GAHP provides high quality, safe, affordable housing at its apartment communities and supports its residents through enrichment services that promote housing stability and improved quality of life. Residents at Luminaria Senior Community have access to a bi-weekly food pantry to assist with food instability as well as health screenings and wellness classes designed to improve overall health and promote healthy lifestyles.
Sheldon is a resident at GAHP’s newest apartment community for 55+ seniors in Albuquerque, Luminaria Senior Community. Originally from Bosque Farms, Sheldon moved to Albuquerque 20 years ago and had a long career in the food service industry. When Sheldon was very young, he suffered from a hip ailment that has grown steadily worse throughout the years and ultimately gave out on him a couple years ago at the height of the pandemic. “I started going to doctors who told me I was headed for hip replacement and now I can no longer work and am on disability.”
Unfortunately, Sheldon was living in a third-floor walk-up apartment and that became unsustainable with his hip issue. “I started looking for a first-floor apartment but apartments in Albuquerque were full – I really needed a first-floor apartment to get ready for surgery.
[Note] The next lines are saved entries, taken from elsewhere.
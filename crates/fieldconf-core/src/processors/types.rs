//! Core types for the override processor registry
//!
//! This module defines the closed set of field config kinds, the typed
//! settings record for each kind, the tagged output value, and the untyped
//! request shape converted once at the boundary.
//!
//! Copyright (c) 2025 Fieldconf Team
//! Licensed under the Apache-2.0 license

use crate::context::OverrideContext;
use crate::error::{Error, Result};
use crate::thresholds::ThresholdsConfig;
use crate::types::{DataLink, SelectableValue, ValueMapping};
use async_trait::async_trait;
use serde::de::DeserializeOwned;
use serde::{Deserialize, Deserializer, Serialize};
use serde_json::Value;
use std::fmt;
use std::str::FromStr;
use std::sync::Arc;

/// Field configuration property kinds
#[derive(Debug, Clone, Copy, PartialEq, Eq, Hash, Serialize, Deserialize)]
#[serde(rename_all = "camelCase")]
pub enum FieldConfigKind {
    Identity,
    Number,
    String,
    Select,
    DataLinks,
    ValueMappings,
    Thresholds,
    Unit,
    Boolean,
    /// Settings only; consumed by a color picker, never by a value transform
    Color,
}

impl FieldConfigKind {
    pub const ALL: [FieldConfigKind; 10] = [
        FieldConfigKind::Identity,
        FieldConfigKind::Number,
        FieldConfigKind::String,
        FieldConfigKind::Select,
        FieldConfigKind::DataLinks,
        FieldConfigKind::ValueMappings,
        FieldConfigKind::Thresholds,
        FieldConfigKind::Unit,
        FieldConfigKind::Boolean,
        FieldConfigKind::Color,
    ];

    pub fn as_str(&self) -> &'static str {
        match self {
            FieldConfigKind::Identity => "identity",
            FieldConfigKind::Number => "number",
            FieldConfigKind::String => "string",
            FieldConfigKind::Select => "select",
            FieldConfigKind::DataLinks => "dataLinks",
            FieldConfigKind::ValueMappings => "valueMappings",
            FieldConfigKind::Thresholds => "thresholds",
            FieldConfigKind::Unit => "unit",
            FieldConfigKind::Boolean => "boolean",
            FieldConfigKind::Color => "color",
        }
    }

    /// Whether a value transform exists for this kind
    pub fn has_processor(&self) -> bool {
        !matches!(self, FieldConfigKind::Color)
    }
}

impl fmt::Display for FieldConfigKind {
    fn fmt(&self, f: &mut fmt::Formatter<'_>) -> fmt::Result {
        f.write_str(self.as_str())
    }
}

impl FromStr for FieldConfigKind {
    type Err = Error;

    fn from_str(s: &str) -> Result<Self> {
        FieldConfigKind::ALL
            .iter()
            .copied()
            .find(|kind| kind.as_str().eq_ignore_ascii_case(s))
            .ok_or_else(|| Error::UnknownKind { kind: s.to_string() })
    }
}

/// Settings for the identity processor
#[derive(Debug, Clone, PartialEq, Default, Serialize, Deserialize)]
pub struct IdentityFieldConfigSettings {}

/// Number editor settings; advisory only, never enforced by the processor
#[derive(Debug, Clone, PartialEq, Default, Serialize, Deserialize)]
#[serde(default, rename_all = "camelCase")]
pub struct NumberFieldConfigSettings {
    #[serde(skip_serializing_if = "Option::is_none")]
    pub placeholder: Option<String>,
    #[serde(skip_serializing_if = "Option::is_none")]
    pub integer: Option<bool>,
    #[serde(skip_serializing_if = "Option::is_none")]
    pub min: Option<f64>,
    #[serde(skip_serializing_if = "Option::is_none")]
    pub max: Option<f64>,
    #[serde(skip_serializing_if = "Option::is_none")]
    pub step: Option<f64>,
}

/// String editor settings
#[derive(Debug, Clone, PartialEq, Default, Serialize, Deserialize)]
#[serde(default, rename_all = "camelCase")]
pub struct StringFieldConfigSettings {
    #[serde(skip_serializing_if = "Option::is_none")]
    pub placeholder: Option<String>,
    #[serde(skip_serializing_if = "Option::is_none")]
    pub max_length: Option<usize>,
    /// Hand the resolved string to the host variable replacer
    #[serde(skip_serializing_if = "Option::is_none")]
    pub expand_template_vars: Option<bool>,
    #[serde(skip_serializing_if = "Option::is_none")]
    pub use_textarea: Option<bool>,
    #[serde(skip_serializing_if = "Option::is_none")]
    pub rows: Option<u32>,
}

impl StringFieldConfigSettings {
    pub fn expands_template_vars(&self) -> bool {
        self.expand_template_vars.unwrap_or(false)
    }
}

/// Loads select options from the context, for the editing UI
#[async_trait]
pub trait OptionsLoader: Send + Sync {
    async fn load_options(&self, context: &OverrideContext) -> Result<Vec<SelectableValue>>;
}

impl fmt::Debug for dyn OptionsLoader {
    fn fmt(&self, f: &mut fmt::Formatter<'_>) -> fmt::Result {
        f.write_str("OptionsLoader")
    }
}

/// Select editor settings
#[derive(Debug, Clone, Default, Serialize, Deserialize)]
#[serde(default, rename_all = "camelCase")]
pub struct SelectFieldConfigSettings {
    #[serde(skip_serializing_if = "Option::is_none")]
    pub allow_custom_value: Option<bool>,

    /// The default options
    pub options: Vec<SelectableValue>,

    /// Optionally use the context to define the options
    #[serde(skip)]
    pub get_options: Option<Arc<dyn OptionsLoader>>,
}

impl SelectFieldConfigSettings {
    pub fn with_options(options: Vec<SelectableValue>) -> Self {
        Self {
            options,
            ..Self::default()
        }
    }

    pub fn with_loader(mut self, loader: Arc<dyn OptionsLoader>) -> Self {
        self.get_options = Some(loader);
        self
    }

    /// Options to offer for `context`: the loader's answer, or the static list
    ///
    /// Every call starts a fresh load; callers that re-invoke for a changed
    /// context discard stale answers themselves.
    pub async fn options_for(&self, context: &OverrideContext) -> Result<Vec<SelectableValue>> {
        match &self.get_options {
            Some(loader) => loader.load_options(context).await,
            None => Ok(self.options.clone()),
        }
    }
}

#[derive(Debug, Clone, PartialEq, Default, Serialize, Deserialize)]
pub struct DataLinksFieldConfigSettings {}

#[derive(Debug, Clone, PartialEq, Default, Serialize, Deserialize)]
pub struct ValueMappingFieldConfigSettings {}

#[derive(Debug, Clone, PartialEq, Default, Serialize, Deserialize)]
pub struct ThresholdsFieldConfigSettings {}

#[derive(Debug, Clone, PartialEq, Default, Serialize, Deserialize)]
pub struct UnitFieldConfigSettings {}

#[derive(Debug, Clone, PartialEq, Default, Serialize, Deserialize)]
pub struct BooleanFieldConfigSettings {}

/// Color picker settings
#[derive(Debug, Clone, PartialEq, Default, Serialize, Deserialize)]
#[serde(default, rename_all = "camelCase")]
pub struct ColorFieldConfigSettings {
    #[serde(skip_serializing_if = "Option::is_none")]
    pub allow_undefined: Option<bool>,
    /// Shown in place of a color, e.g. "Pick Color"
    #[serde(skip_serializing_if = "Option::is_none")]
    pub text_when_undefined: Option<String>,
    #[serde(skip_serializing_if = "Option::is_none")]
    pub disable_named_colors: Option<bool>,
}

/// Typed settings, one variant per kind
#[derive(Debug, Clone)]
pub enum ProcessorSettings {
    Identity(IdentityFieldConfigSettings),
    Number(NumberFieldConfigSettings),
    String(StringFieldConfigSettings),
    Select(SelectFieldConfigSettings),
    DataLinks(DataLinksFieldConfigSettings),
    ValueMappings(ValueMappingFieldConfigSettings),
    Thresholds(ThresholdsFieldConfigSettings),
    Unit(UnitFieldConfigSettings),
    Boolean(BooleanFieldConfigSettings),
    Color(ColorFieldConfigSettings),
}

impl ProcessorSettings {
    pub fn kind(&self) -> FieldConfigKind {
        match self {
            ProcessorSettings::Identity(_) => FieldConfigKind::Identity,
            ProcessorSettings::Number(_) => FieldConfigKind::Number,
            ProcessorSettings::String(_) => FieldConfigKind::String,
            ProcessorSettings::Select(_) => FieldConfigKind::Select,
            ProcessorSettings::DataLinks(_) => FieldConfigKind::DataLinks,
            ProcessorSettings::ValueMappings(_) => FieldConfigKind::ValueMappings,
            ProcessorSettings::Thresholds(_) => FieldConfigKind::Thresholds,
            ProcessorSettings::Unit(_) => FieldConfigKind::Unit,
            ProcessorSettings::Boolean(_) => FieldConfigKind::Boolean,
            ProcessorSettings::Color(_) => FieldConfigKind::Color,
        }
    }

    /// Default settings for a kind
    pub fn default_for(kind: FieldConfigKind) -> Self {
        match kind {
            FieldConfigKind::Identity => ProcessorSettings::Identity(Default::default()),
            FieldConfigKind::Number => ProcessorSettings::Number(Default::default()),
            FieldConfigKind::String => ProcessorSettings::String(Default::default()),
            FieldConfigKind::Select => ProcessorSettings::Select(Default::default()),
            FieldConfigKind::DataLinks => ProcessorSettings::DataLinks(Default::default()),
            FieldConfigKind::ValueMappings => ProcessorSettings::ValueMappings(Default::default()),
            FieldConfigKind::Thresholds => ProcessorSettings::Thresholds(Default::default()),
            FieldConfigKind::Unit => ProcessorSettings::Unit(Default::default()),
            FieldConfigKind::Boolean => ProcessorSettings::Boolean(Default::default()),
            FieldConfigKind::Color => ProcessorSettings::Color(Default::default()),
        }
    }

    /// Decode untyped settings JSON for `kind`
    ///
    /// Missing or null settings yield the defaults; unknown keys are ignored.
    pub fn decode(kind: FieldConfigKind, settings: Option<&Value>) -> Result<Self> {
        let settings = match settings {
            None | Some(Value::Null) => return Ok(Self::default_for(kind)),
            Some(value) => value,
        };

        Ok(match kind {
            FieldConfigKind::Identity => ProcessorSettings::Identity(decode_settings(kind, settings)?),
            FieldConfigKind::Number => ProcessorSettings::Number(decode_settings(kind, settings)?),
            FieldConfigKind::String => ProcessorSettings::String(decode_settings(kind, settings)?),
            FieldConfigKind::Select => ProcessorSettings::Select(decode_settings(kind, settings)?),
            FieldConfigKind::DataLinks => ProcessorSettings::DataLinks(decode_settings(kind, settings)?),
            FieldConfigKind::ValueMappings => {
                ProcessorSettings::ValueMappings(decode_settings(kind, settings)?)
            }
            FieldConfigKind::Thresholds => ProcessorSettings::Thresholds(decode_settings(kind, settings)?),
            FieldConfigKind::Unit => ProcessorSettings::Unit(decode_settings(kind, settings)?),
            FieldConfigKind::Boolean => ProcessorSettings::Boolean(decode_settings(kind, settings)?),
            FieldConfigKind::Color => ProcessorSettings::Color(decode_settings(kind, settings)?),
        })
    }
}

fn decode_settings<T: DeserializeOwned>(kind: FieldConfigKind, settings: &Value) -> Result<T> {
    T::deserialize(settings).map_err(|source| Error::Settings {
        kind: kind.to_string(),
        message: source.to_string(),
        source,
    })
}

/// Canonical typed value produced by a processor
#[derive(Debug, Clone, PartialEq, Serialize)]
#[serde(untagged)]
pub enum FieldConfigValue {
    /// No value was supplied
    Undefined,
    /// An explicit null, preserved by the string processor
    Null,
    /// Parsed number; NaN when the input was not numeric
    Number(f64),
    String(String),
    Boolean(bool),
    Links(Vec<DataLink>),
    Mappings(Vec<ValueMapping>),
    Thresholds(ThresholdsConfig),
    /// The original value, passed through unchanged
    Raw(Value),
}

impl FieldConfigValue {
    pub fn is_undefined(&self) -> bool {
        matches!(self, FieldConfigValue::Undefined)
    }

    /// Whether this is a number that failed to parse
    pub fn is_nan(&self) -> bool {
        matches!(self, FieldConfigValue::Number(n) if n.is_nan())
    }

    pub fn as_f64(&self) -> Option<f64> {
        match self {
            FieldConfigValue::Number(n) => Some(*n),
            _ => None,
        }
    }

    pub fn as_str(&self) -> Option<&str> {
        match self {
            FieldConfigValue::String(s) => Some(s),
            _ => None,
        }
    }

    pub fn as_thresholds(&self) -> Option<&ThresholdsConfig> {
        match self {
            FieldConfigValue::Thresholds(cfg) => Some(cfg),
            _ => None,
        }
    }

    /// Short name of the variant, for logs and reports
    pub fn type_name(&self) -> &'static str {
        match self {
            FieldConfigValue::Undefined => "undefined",
            FieldConfigValue::Null => "null",
            FieldConfigValue::Number(_) => "number",
            FieldConfigValue::String(_) => "string",
            FieldConfigValue::Boolean(_) => "boolean",
            FieldConfigValue::Links(_) => "links",
            FieldConfigValue::Mappings(_) => "mappings",
            FieldConfigValue::Thresholds(_) => "thresholds",
            FieldConfigValue::Raw(_) => "raw",
        }
    }

    /// JSON form of the value; `None` for undefined
    ///
    /// Non-finite numbers have no JSON literal and become null.
    pub fn to_json(&self) -> Option<Value> {
        match self {
            FieldConfigValue::Undefined => None,
            other => Some(serde_json::to_value(other).unwrap_or(Value::Null)),
        }
    }
}

/// An untyped override as received from an API or file
#[derive(Debug, Clone, Deserialize)]
pub struct OverrideRequest {
    pub kind: FieldConfigKind,

    /// Absent means undefined; an explicit null stays null
    #[serde(default, deserialize_with = "deserialize_present")]
    pub value: Option<Value>,

    #[serde(default)]
    pub settings: Option<Value>,

    #[serde(default)]
    pub context: OverrideContext,
}

impl OverrideRequest {
    pub fn new(kind: FieldConfigKind, value: Option<Value>) -> Self {
        Self {
            kind,
            value,
            settings: None,
            context: OverrideContext::default(),
        }
    }

    pub fn with_settings(mut self, settings: Value) -> Self {
        self.settings = Some(settings);
        self
    }

    pub fn with_context(mut self, context: OverrideContext) -> Self {
        self.context = context;
        self
    }

    /// Typed settings for the declared kind
    pub fn settings(&self) -> Result<ProcessorSettings> {
        ProcessorSettings::decode(self.kind, self.settings.as_ref())
    }
}

fn deserialize_present<'de, D>(deserializer: D) -> std::result::Result<Option<Value>, D::Error>
where
    D: Deserializer<'de>,
{
    Value::deserialize(deserializer).map(Some)
}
I can’t be climbing stairs.” Sheldon was on a waiting list at the Albuquerque Housing Authority (AHA) for a housing voucher. In the meantime, he lived in an extended stay hotel that was very expensive. “It took everything,” explains his sister Vicky, “so when he got a call that he had an apartment here, we were just ecstatic.
It’s a wonderful little apartment, nice and clean. The washer and dryer are definitely a plus. It’s hard for someone like Sheldon to get to the laundry. He doesn’t drive.”
Sheldon loves his new apartment. “I moved in in April and I’ve just had a good experience ever since. What I like best now is they’ve opened the food pantry. It’s every two weeks and I can just bring my wagon down and it’s a really big help. It helps stretch my food budget – and food is going up.”
When Sheldon met David, GAHP’s enrichment services coordinator, he complimented him saying that next time [David] was at a board of directors meeting he should tell them they did a really good job. “There is always that craziness getting things open and, in that craziness, you probably don’t hear any of the praise, so I just let them know it’s been real good,” says Sheldon.
Sheldon attributes having a stable home to his improved health.
“I’ve gotten stable, I’ve gotten to all my doctor’s appointments and my health is improving."
"I’m going to start exercising too because I need to lose some weight before my surgery.” Vicky concurs, “his health has really improved, he already lost 45 pounds.” Sheldon used to commute on a bicycle to his job. “It used to be easy when my transportation was a bicycle. I could eat large pizzas and just burn off the calories. After my surgery I plan on getting a bike again. Maybe an electric bike,” he says with a smile, “I’ll have to be careful.”
Sheldon is looking forward to meeting more people at the apartment community. “Things are just getting started activity wise – starting to get to know neighbors. I know I’ll meet more people.” “Yes, he’s very personable,” chimes in Vicky. In the meantime, both Sheldon and Vicky look forward to spending time on the third-floor balcony where they can watch the beautiful New Mexico sunset.